ST Explains: Monkeypox is a global health emergency. What happens now?

People waiting in line to receive the monkeypox vaccine in Brooklyn on July 17, 2022. PHOTO: AFP

The World Health Organisation on Saturday (July 23) declared the monkeypox outbreak a public health emergency of international concern (PHEIC), the highest level of alert for a disease, due to its rapid spread around the world.

Monkeypox, endemic to West and Central Africa, has spread in the past two months with more than 16,00 cases in 75 countries and territories. A large number of cases have been reported from Europe. The infectious disease is related to the smallpox virus that was eradicated in 1980, but is far less severe.

What does the PHEIC declaration mean?

This means that WHO views monkeypox as a serious threat to public health with international spread that warrants an integrated, international approach.

In the United States, the White House said it was a "call to action for the world community to stop the spread of this virus".

Governments are now expected to face pressure to acknowledge the growing problem and take action. WHO member states must now report any potential monkeypox cases within 24 hours; non-member countries can also report potential cases or outbreaks.

The declaration is also expected to open up funding for research into the disease.
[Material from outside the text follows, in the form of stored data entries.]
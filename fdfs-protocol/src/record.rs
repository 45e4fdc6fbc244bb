//! Fixed-layout record decoding.
//!
//! Tracker statistics responses are flat arrays of equally sized records.
//! A [`Schema`] lists each field's name and width in wire order; offsets are
//! computed once by summing widths. [`decode_records`] applies a record
//! type's schema to every width-sized window of a buffer.

use crate::charset::Charset;
use crate::codec::{buff2int32, buff2long, trim_field};
use crate::error::ProtocolError;
use chrono::{DateTime, TimeZone, Utc};

/// Position of one field within a record.
#[derive(Debug, Clone, Copy, PartialEq, Eq)]
pub struct FieldInfo {
    pub name: &'static str,
    pub offset: usize,
    pub size: usize,
}

/// Ordered field table for one record kind.
#[derive(Debug, Clone)]
pub struct Schema {
    fields: Vec<FieldInfo>,
    record_size: usize,
}

impl Schema {
    /// Builds a schema from `(name, width)` pairs in wire order.
    pub fn build(layout: &[(&'static str, usize)]) -> Self {
        let mut offset = 0;
        let fields = layout
            .iter()
            .map(|&(name, size)| {
                let field = FieldInfo { name, offset, size };
                offset += size;
                field
            })
            .collect();

        Self {
            fields,
            record_size: offset,
        }
    }

    pub fn record_size(&self) -> usize {
        self.record_size
    }

    pub fn fields(&self) -> &[FieldInfo] {
        &self.fields
    }

    /// Looks a field up by name.
    pub fn field(&self, name: &str) -> Option<&FieldInfo> {
        self.fields.iter().find(|f| f.name == name)
    }
}

/// Typed accessors over one record window of a buffer.
#[derive(Debug, Clone, Copy)]
pub struct RecordReader<'a> {
    bs: &'a [u8],
    offset: usize,
    charset: Charset,
}

impl<'a> RecordReader<'a> {
    pub fn new(bs: &'a [u8], offset: usize, charset: Charset) -> Self {
        Self {
            bs,
            offset,
            charset,
        }
    }

    fn slice(&self, field: &FieldInfo) -> &'a [u8] {
        let start = self.offset + field.offset;
        &self.bs[start..start + field.size]
    }

    /// Fixed-width text, transcoded and stripped of padding.
    pub fn string(&self, field: &FieldInfo) -> String {
        let text = self.charset.decode(self.slice(field));
        trim_field(&text).to_string()
    }

    pub fn long(&self, field: &FieldInfo) -> i64 {
        buff2long(self.bs, self.offset + field.offset)
    }

    /// An 8-byte wire integer narrowed to i32.
    pub fn int(&self, field: &FieldInfo) -> i32 {
        self.long(field) as i32
    }

    pub fn int32(&self, field: &FieldInfo) -> i32 {
        buff2int32(self.bs, self.offset + field.offset)
    }

    pub fn byte(&self, field: &FieldInfo) -> u8 {
        self.bs[self.offset + field.offset]
    }

    pub fn boolean(&self, field: &FieldInfo) -> bool {
        self.byte(field) != 0
    }

    /// Unix timestamp in seconds.
    pub fn date(&self, field: &FieldInfo) -> DateTime<Utc> {
        Utc.timestamp_opt(self.long(field), 0)
            .single()
            .unwrap_or_default()
    }
}

/// A record kind with a static schema.
pub trait Record: Sized {
    /// The field table shared by every record of this kind.
    fn schema() -> &'static Schema;

    /// Decodes one record from the window described by `reader`.
    fn decode(reader: &RecordReader<'_>) -> Self;
}

/// Decodes every record in `bs`.
///
/// The buffer length must be an exact multiple of the record size.
pub fn decode_records<T: Record>(bs: &[u8], charset: Charset) -> Result<Vec<T>, ProtocolError> {
    let width = T::schema().record_size();
    if width == 0 || bs.len() % width != 0 {
        return Err(ProtocolError::InvalidRecordLength {
            len: bs.len(),
            width,
        });
    }

    Ok((0..bs.len())
        .step_by(width)
        .map(|offset| T::decode(&RecordReader::new(bs, offset, charset)))
        .collect())
}

#[cfg(test)]
mod tests {
    use super::*;
    use std::sync::OnceLock;

    #[derive(Debug, PartialEq)]
    struct Pair {
        name: String,
        count: i64,
        flag: bool,
    }

    impl Record for Pair {
        fn schema() -> &'static Schema {
            static SCHEMA: OnceLock<Schema> = OnceLock::new();
            SCHEMA.get_or_init(|| Schema::build(&[("name", 6), ("count", 8), ("flag", 1)]))
        }

        fn decode(r: &RecordReader<'_>) -> Self {
            let f = Self::schema().fields();
            Self {
                name: r.string(&f[0]),
                count: r.long(&f[1]),
                flag: r.boolean(&f[2]),
            }
        }
    }

    fn pair_bytes(name: &[u8], count: i64, flag: u8) -> Vec<u8> {
        let mut buf = vec![0u8; 6];
        buf[..name.len()].copy_from_slice(name);
        buf.extend_from_slice(&count.to_be_bytes());
        buf.push(flag);
        buf
    }

    #[test]
    fn test_schema_offsets() {
        let schema = Pair::schema();
        assert_eq!(schema.record_size(), 15);
        assert_eq!(schema.field("count").unwrap().offset, 6);
        assert_eq!(schema.field("flag").unwrap().offset, 14);
        assert!(schema.field("missing").is_none());
    }

    #[test]
    fn test_decode_two_records() {
        let mut buf = pair_bytes(b"ab", 42, 1);
        buf.extend(pair_bytes(b"cdef  ", -7, 0));

        let records: Vec<Pair> = decode_records(&buf, Charset::Utf8).unwrap();
        assert_eq!(
            records,
            vec![
                Pair {
                    name: "ab".into(),
                    count: 42,
                    flag: true
                },
                Pair {
                    name: "cdef".into(),
                    count: -7,
                    flag: false
                },
            ]
        );
    }

    #[test]
    fn test_decode_empty_buffer() {
        let records: Vec<Pair> = decode_records(&[], Charset::Utf8).unwrap();
        assert!(records.is_empty());
    }

    #[test]
    fn test_invalid_record_length() {
        let result = decode_records::<Pair>(&[0u8; 16], Charset::Utf8);
        assert!(matches!(
            result,
            Err(ProtocolError::InvalidRecordLength { len: 16, width: 15 })
        ));
    }

    #[test]
    fn test_reader_accessors() {
        let schema = Schema::build(&[("i32", 4), ("date", 8), ("int", 8)]);
        let mut buf = (-2i32).to_be_bytes().to_vec();
        buf.extend_from_slice(&1_600_000_000i64.to_be_bytes());
        buf.extend_from_slice(&23000i64.to_be_bytes());

        let r = RecordReader::new(&buf, 0, Charset::Utf8);
        let f = schema.fields();
        assert_eq!(r.int32(&f[0]), -2);
        assert_eq!(r.date(&f[1]).timestamp(), 1_600_000_000);
        assert_eq!(r.int(&f[2]), 23000);
    }
}
impl ClientConfig {
    /// Loads configuration from file, then applies environment variable overrides.
    pub fn load() -> Result<Self, ConfigError> {
        let mut config = Self::default();

        if let Ok(path) = std::env::var("FDFS_CONFIG") {
            config = Self::from_file(&path)?;
        }

        config.apply_env_overrides();

        Ok(config)
    }

    /// Loads configuration from a YAML file.
    pub fn from_file(path: impl AsRef<Path>) -> Result<Self, ConfigError> {
        let path = path.as_ref();
        let content = std::fs::read_to_string(path)
            .map_err(|e| ConfigError::IoError(path.to_path_buf(), e))?;
        let config: ClientConfig = serde_yaml::from_str(&content)
            .map_err(|e| ConfigError::ParseError(path.to_path_buf(), e.to_string()))?;
        Ok(config)
    }

    /// Loads a `client.conf` style file.
    pub fn from_ini_file(path: impl AsRef<Path>) -> Result<Self, ConfigError> {
        let path = path.as_ref();
        let map = load_config(path)?;
        Self::from_ini_map(&map).map_err(|e| e.with_path(path))
    }

    /// Builds configuration from parsed `client.conf` entries.
    pub fn from_ini_map(map: &ConfigMap) -> Result<Self, ConfigError> {
        let mut config = Self::default();

        // Negative timeouts fall back to the defaults.
        let connect = map.get_int(INI_CONNECT_TIMEOUT, DEFAULT_CONNECT_TIMEOUT_SECS as i64)?;
        config.connect_timeout_secs = u64::try_from(connect).unwrap_or(DEFAULT_CONNECT_TIMEOUT_SECS);
        let network = map.get_int(INI_NETWORK_TIMEOUT, DEFAULT_NETWORK_TIMEOUT_SECS as i64)?;
        config.network_timeout_secs = u64::try_from(network).unwrap_or(DEFAULT_NETWORK_TIMEOUT_SECS);

        config.charset = match map.get(INI_CHARSET) {
            Some(charset) if !charset.is_empty() => charset.to_string(),
            _ => INI_FALLBACK_CHARSET.to_string(),
        };

        let trackers = map.get_all(INI_TRACKER_SERVER);
        if trackers.is_empty() {
            return Err(ConfigError::ValidationError(format!(
                "item \"{}\" not found",
                INI_TRACKER_SERVER
            )));
        }
        config.tracker_servers = trackers.to_vec();

        let port = map.get_int(INI_TRACKER_HTTP_PORT, DEFAULT_TRACKER_HTTP_PORT as i64)?;
        config.http.tracker_http_port = parse_port(INI_TRACKER_HTTP_PORT, port)?;
        config.http.anti_steal_token = map.get_bool(INI_ANTI_STEAL_TOKEN, false);
        if config.http.anti_steal_token {
            config.http.secret_key = map.get(INI_SECRET_KEY).unwrap_or_default().to_string();
        }

        config.validate()?;
        Ok(config)
    }

    /// Loads a `fastdfs.*` properties file.
    pub fn from_properties_file(path: impl AsRef<Path>) -> Result<Self, ConfigError> {
        let path = path.as_ref();
        let map = load_config(path)?;
        Self::from_properties_map(&map).map_err(|e| e.with_path(path))
    }

    /// Builds configuration from `fastdfs.*` properties.
    pub fn from_properties_map(map: &ConfigMap) -> Result<Self, ConfigError> {
        let mut config = Self::default();

        let trackers = map.get(PROP_TRACKER_SERVERS).unwrap_or_default();
        if trackers.is_empty() {
            return Err(ConfigError::ValidationError(format!(
                "configure item {} is required",
                PROP_TRACKER_SERVERS
            )));
        }
        config.tracker_servers = split_tracker_list(trackers);

        if let Some(value) = map.get_nonempty(PROP_CONNECT_TIMEOUT) {
            config.connect_timeout_secs = parse_value(PROP_CONNECT_TIMEOUT, value)?;
        }
        if let Some(value) = map.get_nonempty(PROP_NETWORK_TIMEOUT) {
            config.network_timeout_secs = parse_value(PROP_NETWORK_TIMEOUT, value)?;
        }
        if let Some(value) = map.get_nonempty(PROP_CHARSET) {
            config.charset = value.to_string();
        }
        if let Some(value) = map.get_nonempty(PROP_ANTI_STEAL_TOKEN) {
            config.http.anti_steal_token = parse_bool(value).ok_or_else(|| {
                ConfigError::ParseError(
                    PathBuf::new(),
                    format!("{}: invalid boolean \"{}\"", PROP_ANTI_STEAL_TOKEN, value),
                )
            })?;
        }
        if let Some(value) = map.get_nonempty(PROP_SECRET_KEY) {
            config.http.secret_key = value.to_string();
        }
        if let Some(value) = map.get_nonempty(PROP_TRACKER_HTTP_PORT) {
            config.http.tracker_http_port = parse_value(PROP_TRACKER_HTTP_PORT, value)?;
        }

        config.validate()?;
        Ok(config)
    }

    /// Applies environment variable overrides to the configuration.
    pub fn apply_env_overrides(&mut self) {
        if let Ok(servers) = std::env::var("FDFS_TRACKER_SERVERS") {
            self.tracker_servers = split_tracker_list(&servers);
        }

        if let Ok(timeout) = std::env::var("FDFS_CONNECT_TIMEOUT") {
            if let Ok(secs) = timeout.parse() {
                self.connect_timeout_secs = secs;
            }
        }

        if let Ok(timeout) = std::env::var("FDFS_NETWORK_TIMEOUT") {
            if let Ok(secs) = timeout.parse() {
                self.network_timeout_secs = secs;
            }
        }

        if let Ok(charset) = std::env::var("FDFS_CHARSET") {
            self.charset = charset;
        }

        if let Ok(key) = std::env::var("FDFS_SECRET_KEY") {
            self.http.secret_key = key;
        }
    }

    /// Checks the charset and every tracker address.
    pub fn validate(&self) -> Result<(), ConfigError> {
        self.charset()?;
        for server in &self.tracker_servers {
            parse_endpoint(server)?;
        }
        Ok(())
    }

    /// Returns connect timeout as Duration.
    pub fn connect_timeout(&self) -> Duration {
        Duration::from_secs(self.connect_timeout_secs)
    }

    /// Returns network timeout as Duration.
    pub fn network_timeout(&self) -> Duration {
        Duration::from_secs(self.network_timeout_secs)
    }

    pub fn charset(&self) -> Result<Charset, ConfigError> {
        Charset::from_name(&self.charset)
            .map_err(|e| ConfigError::ValidationError(e.to_string()))
    }

    /// Connection settings derived from the timeouts.
    pub fn connection_config(&self) -> ConnectionConfig {
        ConnectionConfig::new()
            .with_connect_timeout(self.connect_timeout())
            .with_network_timeout(self.network_timeout())
    }

    /// Parses the tracker list. At least one entry is required.
    pub fn tracker_endpoints(&self) -> Result<Vec<Endpoint>, ConfigError> {
        if self.tracker_servers.is_empty() {
            return Err(ConfigError::ValidationError(
                "no tracker servers configured".to_string(),
            ));
        }
        self.tracker_servers
            .iter()
            .map(|s| parse_endpoint(s))
            .collect()
    }

    /// Anti-steal token for `remote_filename` at unix time `ts`.
    pub fn http_token(&self, remote_filename: &str, ts: i64) -> Result<String, ConfigError> {
        let charset = self.charset()?;
        let encode = |s: &str| {
            charset
                .encode(s)
                .map_err(|e| ConfigError::ValidationError(e.to_string()))
        };
        Ok(fdfs_protocol::codec::get_token(
            &encode(remote_filename)?,
            ts,
            &encode(&self.http.secret_key)?,
        ))
    }

    /// Human-readable description of the effective settings.
    pub fn summary(&self) -> String {
        let mut out = String::new();
        out.push_str(&format!(
            "connect_timeout(s) = {}\n",
            self.connect_timeout_secs
        ));
        out.push_str(&format!(
            "network_timeout(s) = {}\n",
            self.network_timeout_secs
        ));
        out.push_str(&format!("charset = {}\n", self.charset));
        out.push_str(&format!(
            "anti_steal_token = {}\n",
            self.http.anti_steal_token
        ));
        out.push_str(&format!(
            "tracker_http_port = {}\n",
            self.http.tracker_http_port
        ));
        out.push_str(&format!(
            "tracker_servers = {}",
            self.tracker_servers.join(",")
        ));
        out
    }
}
WHO head Tedros Adhanom Ghebreyesus said the declaration would help speed up the development of vaccines.

Vaccines and anti-viral medication for smallpox are being used to treat monkeypox.

When is a public emergency declared?

While considering an outbreak's health risks, including global transmissibility, WHO convenes an international panel of experts - an emergency committee - to advise on the response.

A disease is categorised as a PHEIC when it is deemed to pose a risk to public health as it is spreading globally, thus requiring a coordinated international response.

Monkeypox's mortality is low, with five reported deaths, and vaccines are available. These factors divided WHO's 16-member emergency committee on the outbreak's classification, but Dr Tedros made the call to declare a health emergency.

Trade or travel restrictions, such as those in response to Covid-19, may be required to curb the spread - although none have been declared for monkeypox yet.

Monkeypox is the seventh health emergency declared by WHO, the first since January 2020's Covid-19 declaration. Others include swine flu in 2009, Ebola in 2014 and 2019, Zika virus in 2016, and polio virus in 2014.

Covid-19 and polio are still ongoing health emergencies.

What are the next steps?

The concern now is of a continuing international spread of the disease, especially as experts do not fully know its modes of transmission.

Countries have been urged to step up surveillance and public health measures, as well as to strengthen their capabilities to treat, prevent and control infection in their medical facilities.

Nations able to produce vaccines, treatments and ways to diagnose monkeypox have also been urged to develop these in case of further spikes in cases.

WHO considers the risk of monkeypox moderate globally, except in Europe where the risk is categorised as high.

A study published by the New England Journal of Medicine found that 95 per cent of the cases were transmitted through sexual activity.

Dr Tedros said "for the moment this is an outbreak that is concentrated among men who have sex with men, especially those with multiple sexual partners".

The outbreak "can be stopped with the right strategies in the right groups", through all countries working to raise awareness and adopting measures to stem the spread of the virus. He also cautioned against discriminating against affected communities.